**Source information**
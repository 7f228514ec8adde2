//! Journal of notable bench events.

#![allow(missing_docs)]

use serde::Serialize;
use smol_str::SmolStr;

use crate::engine::TestResult;
use crate::input::Channel;
use crate::time::SimTime;

/// Boot and reset milestones.
#[derive(Debug, Clone, Copy, PartialEq, Eq, Serialize)]
#[serde(rename_all = "snake_case")]
pub enum BootPhase {
    InitFlash,
    Ready,
    Resetting,
    Restart,
}

#[derive(Debug, Clone, PartialEq, Serialize)]
#[serde(tag = "event", rename_all = "snake_case")]
pub enum BenchEvent {
    Input {
        at: SimTime,
        channel: Channel,
    },
    Power {
        at: SimTime,
        on: bool,
    },
    Boot {
        at: SimTime,
        phase: BootPhase,
    },
    TestStarted {
        at: SimTime,
        slot: usize,
        run_id: u64,
        name: SmolStr,
    },
    TestFinished {
        at: SimTime,
        slot: usize,
        run_id: u64,
        result: TestResult,
    },
    /// A reset or power-off ended the run before it concluded.
    RunSuperseded {
        at: SimTime,
        slot: usize,
        run_id: u64,
    },
    /// A completion arrived for a run that is no longer current.
    StaleCompletion {
        at: SimTime,
        run_id: u64,
    },
    StartRejected {
        at: SimTime,
        reason: SmolStr,
    },
    ResetRejected {
        at: SimTime,
    },
    SuiteWrapped {
        at: SimTime,
    },
    UnknownCue {
        at: SimTime,
        slot: usize,
        cue: SmolStr,
    },
    HookFailed {
        at: SimTime,
        slot: usize,
        run_id: u64,
        error: SmolStr,
    },
}

impl BenchEvent {
    /// When the event happened.
    #[must_use]
    pub fn at(&self) -> SimTime {
        match self {
            Self::Input { at, .. }
            | Self::Power { at, .. }
            | Self::Boot { at, .. }
            | Self::TestStarted { at, .. }
            | Self::TestFinished { at, .. }
            | Self::RunSuperseded { at, .. }
            | Self::StaleCompletion { at, .. }
            | Self::StartRejected { at, .. }
            | Self::ResetRejected { at }
            | Self::SuiteWrapped { at }
            | Self::UnknownCue { at, .. }
            | Self::HookFailed { at, .. } => *at,
        }
    }
}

**Description of the task**
Your answer should be one number: how many lines above contain "BootPhase".

**The answer**
2